- **WHAT IS NEEDED**: Once the line containing "filename poker_engine/src/game/errors.rs" is found in the entries below, restate it and each following line word for word, stopping after the line containing "the phase graph".

- **ENTRIES PROVIDED**:

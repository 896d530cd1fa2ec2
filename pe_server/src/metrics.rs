//! Prometheus metrics export for the room lifecycle daemon.
//!
//! The engine records through the `metrics` facade; this module installs the
//! Prometheus recorder and scrape endpoint, describes the engine's metrics,
//! and tracks daemon-level gauges.
//!
//! # Example Usage
//!
//! ```rust,no_run
//! let addr: std::net::SocketAddr = "127.0.0.1:9090".parse().unwrap();
//! metrics::init_metrics(addr).unwrap();
//! metrics::monitor_running(true);
//! ```

use metrics::{Unit, describe_counter, describe_gauge, describe_histogram};
use metrics_exporter_prometheus::PrometheusBuilder;
use std::net::SocketAddr;

/// Initialize Prometheus metrics exporter.
///
/// Sets up a Prometheus scrape endpoint on the specified address.
/// Metrics will be available at `http://<addr>/metrics`.
///
/// # Arguments
///
/// - `addr`: Address to bind the metrics server to (e.g., `0.0.0.0:9090`)
///
/// # Returns
///
/// Result indicating success or error message
pub fn init_metrics(addr: SocketAddr) -> Result<(), String> {
    PrometheusBuilder::new()
        .with_http_listener(addr)
        .install()
        .map_err(|e| format!("Failed to install Prometheus exporter: {}", e))?;
    describe_metrics();
    Ok(())
}

/// Register help text for every metric the engine records
fn describe_metrics() {
    describe_counter!("monitor_ticks_total", "Completed room scans");
    describe_histogram!(
        "monitor_tick_duration_ms",
        Unit::Milliseconds,
        "Duration of one room scan"
    );
    describe_counter!("rooms_checked_total", "Rooms evaluated across all scans");
    describe_counter!("games_started_total", "Hands started by the monitor");
    describe_counter!("games_stopped_total", "Hands stopped, labelled by reason");
    describe_counter!(
        "transition_failures_total",
        "Failed start, stop, evaluate, or deal attempts"
    );
    describe_counter!("cards_dealt_total", "Cards dealt to players and boards");
    describe_gauge!("room_monitor_running", "1 while the room monitor loop runs");
}

// ============================================================================
// Daemon Metrics
// ============================================================================

/// Set the monitor running gauge.
pub fn monitor_running(running: bool) {
    metrics::gauge!("room_monitor_running").set(if running { 1.0 } else { 0.0 });
}
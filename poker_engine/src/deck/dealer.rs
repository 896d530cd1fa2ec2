//! Card dealing on top of the deck store.

use std::{collections::HashMap, sync::Arc};

use super::{
    manager::DeckManager,
    models::{Card, Shuffler, encode_card_list},
};
use crate::{
    actions::ActionSink,
    game::{
        errors::{EngineError, EngineResult},
        models::{game_fields, player_fields},
        phase::GamePhase,
        repository::GameRepository,
    },
    metrics,
};

/// Hole cards dealt to each player
pub const HOLE_CARDS: usize = 2;

/// Community card counts a board may hold
const BOARD_SIZES: [usize; 4] = [0, 3, 4, 5];

/// Sequences shuffling, hole-card distribution, and community reveals
///
/// Community dealing assumes a single writer per room: the board is read,
/// extended, and written back without isolation.
#[derive(Clone)]
pub struct CardDealer {
    repo: GameRepository,
    decks: DeckManager,
    shuffler: Arc<Shuffler>,
    actions: Arc<dyn ActionSink>,
}

impl CardDealer {
    pub fn new(
        repo: GameRepository,
        decks: DeckManager,
        shuffler: Arc<Shuffler>,
        actions: Arc<dyn ActionSink>,
    ) -> Self {
        Self {
            repo,
            decks,
            shuffler,
            actions,
        }
    }

    pub fn decks(&self) -> &DeckManager {
        &self.decks
    }

    /// Shuffle a fresh deck and deal two cards to every seated player
    ///
    /// Players are served in ascending user-id order. All cards are drawn
    /// before any player record is written, so an exhausted deck leaves
    /// player hands untouched.
    ///
    /// # Returns
    ///
    /// * `EngineResult<Vec<(String, Vec<Card>)>>` - Each user id with their cards
    pub async fn deal_hole_cards(
        &self,
        club_id: &str,
        room_id: &str,
    ) -> EngineResult<Vec<(String, Vec<Card>)>> {
        let player_ids = self.repo.get_player_ids(club_id, room_id).await?;
        if player_ids.is_empty() {
            return Err(EngineError::NoPlayers {
                club_id: club_id.to_string(),
                room_id: room_id.to_string(),
            });
        }

        let deck = self.shuffler.shuffled_deck();
        self.decks.save_deck(club_id, room_id, &deck).await?;

        let mut hands = Vec::with_capacity(player_ids.len());
        for user_id in player_ids {
            let cards = self.decks.draw_n(club_id, room_id, HOLE_CARDS).await?;
            if cards.len() < HOLE_CARDS {
                return Err(EngineError::DeckExhausted {
                    needed: HOLE_CARDS,
                    drawn: cards.len(),
                });
            }
            hands.push((user_id, cards));
        }

        for (user_id, cards) in &hands {
            self.repo
                .update_player_fields(
                    club_id,
                    room_id,
                    user_id,
                    &[(player_fields::CARDS, encode_card_list(cards))],
                )
                .await?;
        }

        metrics::cards_dealt(hands.len() * HOLE_CARDS);
        self.actions.cards_dealt(club_id, room_id, hands.len()).await;
        log::info!(
            "Dealt hole cards to {} players in room {}:{}",
            hands.len(),
            club_id,
            room_id
        );
        Ok(hands)
    }

    /// Reveal `count` community cards and return exactly the new ones
    pub async fn deal_community_cards(
        &self,
        club_id: &str,
        room_id: &str,
        count: usize,
    ) -> EngineResult<Vec<Card>> {
        let mut board = self.current_board(club_id, room_id).await?;
        validate_community_deal(board.len(), count)?;

        let drawn = self.decks.draw_n(club_id, room_id, count).await?;
        if drawn.len() < count {
            return Err(EngineError::DeckExhausted {
                needed: count,
                drawn: drawn.len(),
            });
        }

        board.extend_from_slice(&drawn);
        self.repo
            .update_game_fields(
                club_id,
                room_id,
                &[(game_fields::COMMUNITY_CARDS, encode_card_list(&board))],
            )
            .await?;
        metrics::cards_dealt(drawn.len());
        Ok(drawn)
    }

    /// Draw and discard the top card
    pub async fn burn_card(&self, club_id: &str, room_id: &str) -> EngineResult<Card> {
        self.decks
            .draw_one(club_id, room_id)
            .await?
            .ok_or(EngineError::DeckExhausted { needed: 1, drawn: 0 })
    }

    /// Burn one card, then reveal the cards for `phase` (3 on the flop, 1 on turn and river)
    pub async fn deal_street(
        &self,
        club_id: &str,
        room_id: &str,
        phase: GamePhase,
    ) -> EngineResult<Vec<Card>> {
        let board = self.current_board(club_id, room_id).await?;
        let count = phase.community_cards_to_reveal().ok_or(
            EngineError::InvalidCommunityCount {
                current: board.len(),
                requested: 0,
            },
        )?;
        validate_community_deal(board.len(), count)?;

        self.burn_card(club_id, room_id).await?;
        let cards = self.deal_community_cards(club_id, room_id, count).await?;
        self.actions
            .community_cards_revealed(club_id, room_id, phase.as_str(), cards.len())
            .await;
        Ok(cards)
    }

    /// Reset every seated player's hole cards, empty the board, and drop the deck
    pub async fn clear_all_cards(&self, club_id: &str, room_id: &str) -> EngineResult<()> {
        let empty = encode_card_list(&[]);
        for user_id in self.repo.get_player_ids(club_id, room_id).await? {
            self.repo
                .update_player_fields(club_id, room_id, &user_id, &[(player_fields::CARDS, empty.clone())])
                .await?;
        }
        if self.repo.get_game(club_id, room_id).await?.is_some() {
            self.repo
                .update_game_fields(club_id, room_id, &[(game_fields::COMMUNITY_CARDS, empty)])
                .await?;
        }
        self.decks.delete_deck(club_id, room_id).await
    }

    /// A player's hole cards; empty when the player has none or is not seated
    pub async fn get_player_cards(
        &self,
        club_id: &str,
        room_id: &str,
        user_id: &str,
    ) -> EngineResult<Vec<Card>> {
        Ok(self
            .repo
            .get_player(club_id, room_id, user_id)
            .await?
            .map(|p| p.cards)
            .unwrap_or_default())
    }

    /// Every seated player's hole cards keyed by user id
    pub async fn get_all_player_cards(
        &self,
        club_id: &str,
        room_id: &str,
    ) -> EngineResult<HashMap<String, Vec<Card>>> {
        let players = self.repo.get_players(club_id, room_id).await?;
        Ok(players.into_iter().map(|p| (p.user_id, p.cards)).collect())
    }

    async fn current_board(&self, club_id: &str, room_id: &str) -> EngineResult<Vec<Card>> {
        self.repo
            .get_game(club_id, room_id)
            .await?
            .map(|game| game.community_cards)
            .ok_or_else(|| EngineError::RoomNotFound {
                club_id: club_id.to_string(),
                room_id: room_id.to_string(),
            })
    }
}

/// Reject deals that would leave the board at a size other than 0, 3, 4, or 5
fn validate_community_deal(current: usize, requested: usize) -> EngineResult<()> {
    let invalid = || EngineError::InvalidCommunityCount { current, requested };
    let after = current.checked_add(requested).ok_or_else(invalid)?;
    if requested == 0 || !BOARD_SIZES.contains(&current) || !BOARD_SIZES.contains(&after) {
        return Err(invalid());
    }
    Ok(())
}
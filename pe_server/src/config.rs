//! Server configuration management.
//!
//! Consolidates all environment variable reads and provides validated configuration.

use poker_engine::{
    monitor::{EngineConfig, EngineConfigError, parse_duration},
    store::StoreConfig,
};
use std::{net::SocketAddr, time::Duration};

/// Complete daemon configuration loaded from environment variables
#[derive(Debug, Clone)]
pub struct ServerConfig {
    /// Shared store connection
    pub store: StoreConfig,
    /// Room monitor and lifecycle settings
    pub engine: EngineConfig,
    /// Prometheus exporter address; no exporter when unset
    pub metrics_bind: Option<SocketAddr>,
}

/// Command-line overrides, applied on top of the environment
#[derive(Debug, Clone, Default)]
pub struct Overrides {
    pub redis_url: Option<String>,
    pub min_players: Option<usize>,
    pub check_interval: Option<Duration>,
    pub metrics_bind: Option<SocketAddr>,
}

impl ServerConfig {
    /// Load configuration from environment variables
    ///
    /// # Arguments
    ///
    /// * `overrides` - Values given on the command line, which win over the environment
    ///
    /// # Returns
    ///
    /// * `Result<ServerConfig, ConfigError>` - Loaded configuration or error
    ///
    /// # Errors
    ///
    /// Returns error if `METRICS_BIND` is set but is not a socket address
    pub fn from_env(overrides: Overrides) -> Result<Self, ConfigError> {
        let mut store = StoreConfig::from_env();
        if let Some(url) = overrides.redis_url {
            store.redis_url = url;
        }

        let mut engine = EngineConfig::from_env();
        if let Some(min_players) = overrides.min_players {
            engine.min_players_to_start = min_players;
        }
        if let Some(interval) = overrides.check_interval {
            engine.check_interval = interval;
        }

        let metrics_bind = match overrides.metrics_bind {
            Some(addr) => Some(addr),
            None => match std::env::var("METRICS_BIND") {
                Ok(raw) if !raw.trim().is_empty() => {
                    Some(raw.trim().parse().map_err(|_| ConfigError::Invalid {
                        var: "METRICS_BIND".to_string(),
                        reason: format!("{raw:?} is not an IP:PORT address"),
                    })?)
                }
                _ => None,
            },
        };

        Ok(ServerConfig {
            store,
            engine,
            metrics_bind,
        })
    }

    /// Validate configuration after loading
    ///
    /// # Returns
    ///
    /// * `Result<(), ConfigError>` - Success or validation error
    pub fn validate(&self) -> Result<(), ConfigError> {
        if self.store.redis_url.trim().is_empty() {
            return Err(ConfigError::MissingRequired {
                var: "REDIS_URL".to_string(),
                hint: "Set REDIS_URL=redis://host:6379/0 or pass --redis-url".to_string(),
            });
        }

        if !self.store.redis_url.starts_with("redis://")
            && !self.store.redis_url.starts_with("rediss://")
        {
            return Err(ConfigError::Invalid {
                var: "REDIS_URL".to_string(),
                reason: "Must start with redis:// or rediss://".to_string(),
            });
        }

        if self.engine.shutdown_timeout.is_zero() {
            return Err(ConfigError::Invalid {
                var: "ENGINE_SHUTDOWN_TIMEOUT".to_string(),
                reason: "Must be greater than 0".to_string(),
            });
        }

        self.engine.validate()?;
        Ok(())
    }
}

/// Configuration error types
#[derive(Debug, thiserror::Error)]
pub enum ConfigError {
    #[error("Missing required environment variable: {var}\nHint: {hint}")]
    MissingRequired { var: String, hint: String },

    #[error("Invalid configuration for {var}: {reason}")]
    Invalid { var: String, reason: String },

    #[error("Invalid engine configuration: {0}")]
    Engine(#[from] EngineConfigError),
}

/// Parse a `--interval` argument (`500ms`, `2s`, `1m`, or bare seconds)
pub fn parse_interval_arg(value: &str) -> Result<Duration, String> {
    parse_duration(value).ok_or_else(|| format!("invalid duration: {value}"))
}
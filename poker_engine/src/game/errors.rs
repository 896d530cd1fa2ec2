//! Engine error types.

use thiserror::Error;

use super::phase::GamePhase;
use crate::store::StoreError;

/// Errors returned by the repository, dealer, and lifecycle controller
#[derive(Debug, Error)]
pub enum EngineError {
    /// Underlying store failed
    #[error("Store error: {0}")]
    Store(#[from] StoreError),

    /// Dealing requested for a room with nobody seated
    #[error("No players seated in room {club_id}:{room_id}")]
    NoPlayers { club_id: String, room_id: String },

    /// Deck ran out before the requested cards were drawn
    #[error("Deck exhausted: needed {needed}, drew {drawn}")]
    DeckExhausted { needed: usize, drawn: usize },

    /// Operation requires a hand in progress
    #[error("No active hand in room {club_id}:{room_id}")]
    NoActiveHand { club_id: String, room_id: String },

    /// Phase change not permitted by the phase graph
    #[error("Invalid phase transition: {from} -> {to}")]
    InvalidTransition { from: GamePhase, to: GamePhase },

    /// Community card deal would leave a count other than 0, 3, 4, or 5
    #[error("Invalid community card deal: {current} on board, {requested} requested")]
    InvalidCommunityCount { current: usize, requested: usize },

    /// Room has no game record
    #[error("Room not found: {club_id}:{room_id}")]
    RoomNotFound { club_id: String, room_id: String },

    /// Monitor loop is not running
    #[error("Room monitor is not running")]
    MonitorNotRunning,

    /// Stored value could not be decoded
    #[error("Corrupt field {field}: {reason}")]
    CorruptField { field: String, reason: String },

    /// JSON encoding error
    #[error("Serialization error: {0}")]
    Serialization(#[from] serde_json::Error),
}

impl EngineError {
    /// Whether the next monitor tick may succeed where this attempt failed
    pub fn is_retryable(&self) -> bool {
        match self {
            EngineError::Store(e) => e.is_transient(),
            _ => false,
        }
    }
}

/// Result type for engine operations
pub type EngineResult<T> = Result<T, EngineError>;
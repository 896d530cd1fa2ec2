//! Store configuration module.
//!
//! Provides configuration for connecting to the shared key/value store.

use std::env;

/// Store connection configuration
#[derive(Debug, Clone, PartialEq, Eq)]
pub struct StoreConfig {
    /// Redis connection URL (`redis://[:password@]host:port/db`)
    pub redis_url: String,

    /// Connection timeout in seconds
    pub connect_timeout_secs: u64,

    /// Number of connection attempts before giving up at startup
    pub reconnect_attempts: u32,

    /// Optional namespace prefixed to every key
    pub key_namespace: String,
}

impl StoreConfig {
    /// Create configuration from environment variables
    ///
    /// Expected environment variables:
    /// - `REDIS_URL`: Redis connection string (default: `redis://127.0.0.1:6379/0`)
    /// - `REDIS_CONNECT_TIMEOUT_SECS`: Connection timeout in seconds (default: 5)
    /// - `REDIS_RECONNECT_ATTEMPTS`: Startup connection attempts (default: 3)
    /// - `REDIS_KEY_NAMESPACE`: Key prefix (default: empty)
    ///
    /// Unparseable numeric values fall back to their defaults.
    pub fn from_env() -> Self {
        let defaults = Self::development();
        Self {
            redis_url: env::var("REDIS_URL").unwrap_or(defaults.redis_url),
            connect_timeout_secs: env::var("REDIS_CONNECT_TIMEOUT_SECS")
                .ok()
                .and_then(|v| v.parse().ok())
                .unwrap_or(defaults.connect_timeout_secs),
            reconnect_attempts: env::var("REDIS_RECONNECT_ATTEMPTS")
                .ok()
                .and_then(|v| v.parse().ok())
                .unwrap_or(defaults.reconnect_attempts),
            key_namespace: env::var("REDIS_KEY_NAMESPACE").unwrap_or_default(),
        }
    }

    /// Default configuration for local development
    pub fn development() -> Self {
        Self {
            redis_url: "redis://127.0.0.1:6379/0".to_string(),
            connect_timeout_secs: 5,
            reconnect_attempts: 3,
            key_namespace: String::new(),
        }
    }
}

impl Default for StoreConfig {
    fn default() -> Self {
        Self::development()
    }
}
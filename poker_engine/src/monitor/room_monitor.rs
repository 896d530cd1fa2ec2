//! Periodic room scan driving the lifecycle controller.

use serde::Serialize;
use std::{
    sync::{
        Arc,
        atomic::{AtomicBool, AtomicU64, Ordering},
    },
    time::{Duration, Instant},
};
use tokio::{
    sync::{Mutex, watch},
    task::JoinHandle,
    time::{MissedTickBehavior, interval},
};

use super::{
    config::EngineConfig,
    controller::{LifecycleController, REASON_INSUFFICIENT_PLAYERS, StartOutcome, StopOutcome},
};
use crate::{
    game::{
        errors::{EngineError, EngineResult},
        models::{FieldValue, Game},
        phase::GamePhase,
        repository::GameRepository,
    },
    metrics,
};

/// What the decision rule asks for, given a seated count and a phase
#[derive(Debug, Clone, Copy, PartialEq, Eq)]
pub enum RoomDecision {
    Start,
    Stop,
    NoAction,
}

/// Apply the start/stop rule; exactly one outcome per evaluation
///
/// A phase that is missing or unrecognized counts as "not waiting": such a
/// room is stopped when under the threshold and otherwise left alone.
pub fn decide(players: usize, phase: &FieldValue<GamePhase>, min_players: usize) -> RoomDecision {
    let waiting = phase.is(&GamePhase::Waiting);
    if players >= min_players && waiting {
        RoomDecision::Start
    } else if players < min_players && !waiting {
        RoomDecision::Stop
    } else {
        RoomDecision::NoAction
    }
}

/// What happened to one room during a check
#[derive(Debug, Clone, PartialEq, Eq)]
pub enum RoomAction {
    Started { game_id: String },
    Stopped { previous_phase: String },
    NoAction,
    /// Room has no game record
    Skipped,
}

/// Summary of one scan over every active room
#[derive(Debug, Clone, Default, PartialEq, Eq, Serialize)]
pub struct TickReport {
    pub rooms_checked: usize,
    pub games_started: usize,
    pub games_stopped: usize,
    pub failures: usize,
    /// Scan ended early because the monitor was stopped
    pub cancelled: bool,
}

/// Point-in-time monitor statistics
#[derive(Debug, Clone, PartialEq, Eq, Serialize)]
pub struct MonitorStatistics {
    pub running: bool,
    pub check_interval: Duration,
    pub min_players_to_start: usize,
    pub ticks: u64,
    pub rooms_checked: u64,
    pub games_started: u64,
    pub games_stopped: u64,
    pub failures: u64,
}

#[derive(Debug, Default)]
struct Counters {
    ticks: AtomicU64,
    rooms_checked: AtomicU64,
    games_started: AtomicU64,
    games_stopped: AtomicU64,
    failures: AtomicU64,
}

impl Counters {
    fn record(&self, report: &TickReport) {
        self.ticks.fetch_add(1, Ordering::Relaxed);
        self.rooms_checked
            .fetch_add(report.rooms_checked as u64, Ordering::Relaxed);
        self.games_started
            .fetch_add(report.games_started as u64, Ordering::Relaxed);
        self.games_stopped
            .fetch_add(report.games_stopped as u64, Ordering::Relaxed);
        self.failures
            .fetch_add(report.failures as u64, Ordering::Relaxed);
    }
}

struct MonitorInner {
    repo: GameRepository,
    controller: LifecycleController,
    config: EngineConfig,
    counters: Counters,
    running: AtomicBool,
}

struct RunningTask {
    cancel: watch::Sender<bool>,
    handle: JoinHandle<()>,
}

/// Background loop that starts and stops hands as players come and go
///
/// `start` spawns the loop on the current tokio runtime; `stop` signals
/// cancellation and waits for the loop to exit. A scan in progress stops
/// between rooms, but a transition that has begun always completes.
pub struct RoomMonitor {
    inner: Arc<MonitorInner>,
    task: Mutex<Option<RunningTask>>,
}

impl RoomMonitor {
    pub fn new(controller: LifecycleController, config: EngineConfig) -> Self {
        let repo = controller.repository().clone();
        Self {
            inner: Arc::new(MonitorInner {
                repo,
                controller,
                config,
                counters: Counters::default(),
                running: AtomicBool::new(false),
            }),
            task: Mutex::new(None),
        }
    }

    pub fn config(&self) -> &EngineConfig {
        &self.inner.config
    }

    /// Spawn the scan loop; no-op if it is already running
    pub async fn start(&self) {
        let mut task = self.task.lock().await;
        if task.is_some() {
            log::debug!("Room monitor already running");
            return;
        }

        let (cancel, cancelled) = watch::channel(false);
        let inner = Arc::clone(&self.inner);
        inner.running.store(true, Ordering::SeqCst);
        let handle = tokio::spawn(async move { inner.run(cancelled).await });
        *task = Some(RunningTask { cancel, handle });

        log::info!(
            "Room monitor started (interval {:?}, min players {})",
            self.inner.config.check_interval,
            self.inner.config.min_players_to_start
        );
    }

    /// Signal the loop to stop and wait for it to finish; no-op if not running
    pub async fn stop(&self) {
        let Some(RunningTask { cancel, handle }) = self.task.lock().await.take() else {
            return;
        };
        let _ = cancel.send(true);
        if let Err(e) = handle.await {
            log::error!("Room monitor task ended abnormally: {}", e);
        }
        self.inner.running.store(false, Ordering::SeqCst);
        log::info!("Room monitor stopped");
    }

    pub fn is_running(&self) -> bool {
        self.inner.running.load(Ordering::SeqCst)
    }

    /// Run one scan immediately, whether or not the loop is running
    pub async fn force_check(&self) -> TickReport {
        log::info!("Forced room check requested");
        self.inner.tick(None).await
    }

    /// Evaluate a single room now
    ///
    /// Fails with `RoomNotFound` when the room has no game record.
    pub async fn check_specific_room(&self, club_id: &str, room_id: &str) -> EngineResult<RoomAction> {
        let game = self
            .inner
            .repo
            .get_game(club_id, room_id)
            .await?
            .ok_or_else(|| EngineError::RoomNotFound {
                club_id: club_id.to_string(),
                room_id: room_id.to_string(),
            })?;
        let players = self.inner.repo.get_players_count(club_id, room_id).await?;
        self.inner.evaluate(club_id, room_id, players, &game).await
    }

    pub fn statistics(&self) -> MonitorStatistics {
        let counters = &self.inner.counters;
        MonitorStatistics {
            running: self.is_running(),
            check_interval: self.inner.config.check_interval,
            min_players_to_start: self.inner.config.min_players_to_start,
            ticks: counters.ticks.load(Ordering::Relaxed),
            rooms_checked: counters.rooms_checked.load(Ordering::Relaxed),
            games_started: counters.games_started.load(Ordering::Relaxed),
            games_stopped: counters.games_stopped.load(Ordering::Relaxed),
            failures: counters.failures.load(Ordering::Relaxed),
        }
    }

    /// Fails with `MonitorNotRunning` or the store's connectivity error
    pub async fn health_check(&self) -> EngineResult<()> {
        if !self.is_running() {
            return Err(EngineError::MonitorNotRunning);
        }
        self.inner.repo.store().ping().await?;
        Ok(())
    }
}

impl MonitorInner {
    async fn run(&self, mut cancelled: watch::Receiver<bool>) {
        let mut ticker = interval(self.config.check_interval);
        ticker.set_missed_tick_behavior(MissedTickBehavior::Delay);

        loop {
            tokio::select! {
                _ = ticker.tick() => {
                    self.tick(Some(&cancelled)).await;
                    if *cancelled.borrow() {
                        break;
                    }
                }

                changed = cancelled.changed() => {
                    if changed.is_err() || *cancelled.borrow() {
                        break;
                    }
                }
            }
        }

        self.running.store(false, Ordering::SeqCst);
        log::debug!("Room monitor loop exited");
    }

    /// Scan every club's active rooms once
    async fn tick(&self, cancelled: Option<&watch::Receiver<bool>>) -> TickReport {
        let started = Instant::now();
        let mut report = TickReport::default();

        let index_keys = match self.repo.scan_active_room_indexes().await {
            Ok(keys) => keys,
            Err(e) => {
                log::error!("Failed to scan active room indexes: {}", e);
                metrics::transition_failure("evaluate");
                report.failures += 1;
                self.finish_tick(&report, started);
                return report;
            }
        };

        'clubs: for index_key in &index_keys {
            let Some(club_id) = self.repo.keys().extract_club_id(index_key) else {
                log::warn!("Skipping malformed room index key {}", index_key);
                continue;
            };

            let room_ids = match self.repo.active_room_ids(club_id).await {
                Ok(ids) => ids,
                Err(e) => {
                    log::error!("Failed to read active rooms of club {}: {}", club_id, e);
                    metrics::transition_failure("evaluate");
                    report.failures += 1;
                    continue;
                }
            };

            for room_id in &room_ids {
                if cancelled.is_some_and(|rx| *rx.borrow()) {
                    log::info!("Room scan cancelled");
                    report.cancelled = true;
                    break 'clubs;
                }

                report.rooms_checked += 1;
                match self.check_room(club_id, room_id).await {
                    Ok(RoomAction::Started { .. }) => report.games_started += 1,
                    Ok(RoomAction::Stopped { .. }) => report.games_stopped += 1,
                    Ok(RoomAction::NoAction | RoomAction::Skipped) => {}
                    Err(e) => {
                        log::error!("Error checking room {}:{}: {}", club_id, room_id, e);
                        report.failures += 1;
                    }
                }
            }
        }

        self.finish_tick(&report, started);
        report
    }

    fn finish_tick(&self, report: &TickReport, started: Instant) {
        self.counters.record(report);
        metrics::monitor_tick(started.elapsed());
        metrics::rooms_checked(report.rooms_checked);
        log::debug!(
            "Room scan: {} checked, {} started, {} stopped, {} failed",
            report.rooms_checked,
            report.games_started,
            report.games_stopped,
            report.failures
        );
    }

    async fn check_room(&self, club_id: &str, room_id: &str) -> EngineResult<RoomAction> {
        let players = self.repo.get_players_count(club_id, room_id).await?;
        let Some(game) = self.repo.get_game(club_id, room_id).await? else {
            log::debug!("Room {}:{} has no game record, skipping", club_id, room_id);
            return Ok(RoomAction::Skipped);
        };
        self.evaluate(club_id, room_id, players, &game).await
    }

    async fn evaluate(
        &self,
        club_id: &str,
        room_id: &str,
        players: usize,
        game: &Game,
    ) -> EngineResult<RoomAction> {
        let min_players = self.config.min_players_to_start;
        match decide(players, &game.phase, min_players) {
            RoomDecision::Start => {
                log::info!(
                    "Room {}:{} has {} players (min {}), starting game",
                    club_id,
                    room_id,
                    players,
                    min_players
                );
                let outcome = self
                    .controller
                    .start_game(club_id, room_id, players)
                    .await
                    .inspect_err(|_| metrics::transition_failure("start"))?;
                Ok(match outcome {
                    StartOutcome::Started { game_id } => RoomAction::Started { game_id },
                    StartOutcome::AlreadyInProgress => RoomAction::NoAction,
                })
            }
            RoomDecision::Stop => {
                log::info!(
                    "Room {}:{} has {} players (min {}), stopping game",
                    club_id,
                    room_id,
                    players,
                    min_players
                );
                let outcome = self
                    .controller
                    .stop_game(club_id, room_id, REASON_INSUFFICIENT_PLAYERS)
                    .await
                    .inspect_err(|_| metrics::transition_failure("stop"))?;
                Ok(match outcome {
                    StopOutcome::Stopped { previous_phase } => {
                        RoomAction::Stopped { previous_phase }
                    }
                    StopOutcome::AlreadyWaiting => RoomAction::NoAction,
                })
            }
            RoomDecision::NoAction => {
                if !game.phase.is_known() {
                    log::warn!(
                        "Room {}:{} has phase {} with {} players, leaving it alone",
                        club_id,
                        room_id,
                        game.phase,
                        players
                    );
                }
                Ok(RoomAction::NoAction)
            }
        }
    }
}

- **EXERCISE RESPONSE**:
filename poker_engine/src/game/errors.rs
repository 896d530cd1fa2ec2
//! Engine error types.

use thiserror::Error;

use super::phase::GamePhase;
use crate::store::StoreError;

/// Errors returned by the repository, dealer, and lifecycle controller
#[derive(Debug, Error)]
pub enum EngineError {
    /// Underlying store failed
    #[error("Store error: {0}")]
    Store(#[from] StoreError),

    /// Dealing requested for a room with nobody seated
    #[error("No players seated in room {club_id}:{room_id}")]
    NoPlayers { club_id: String, room_id: String },

    /// Deck ran out before the requested cards were drawn
    #[error("Deck exhausted: needed {needed}, drew {drawn}")]
    DeckExhausted { needed: usize, drawn: usize },

    /// Operation requires a hand in progress
    #[error("No active hand in room {club_id}:{room_id}")]
    NoActiveHand { club_id: String, room_id: String },

    /// Phase change not permitted by the phase graph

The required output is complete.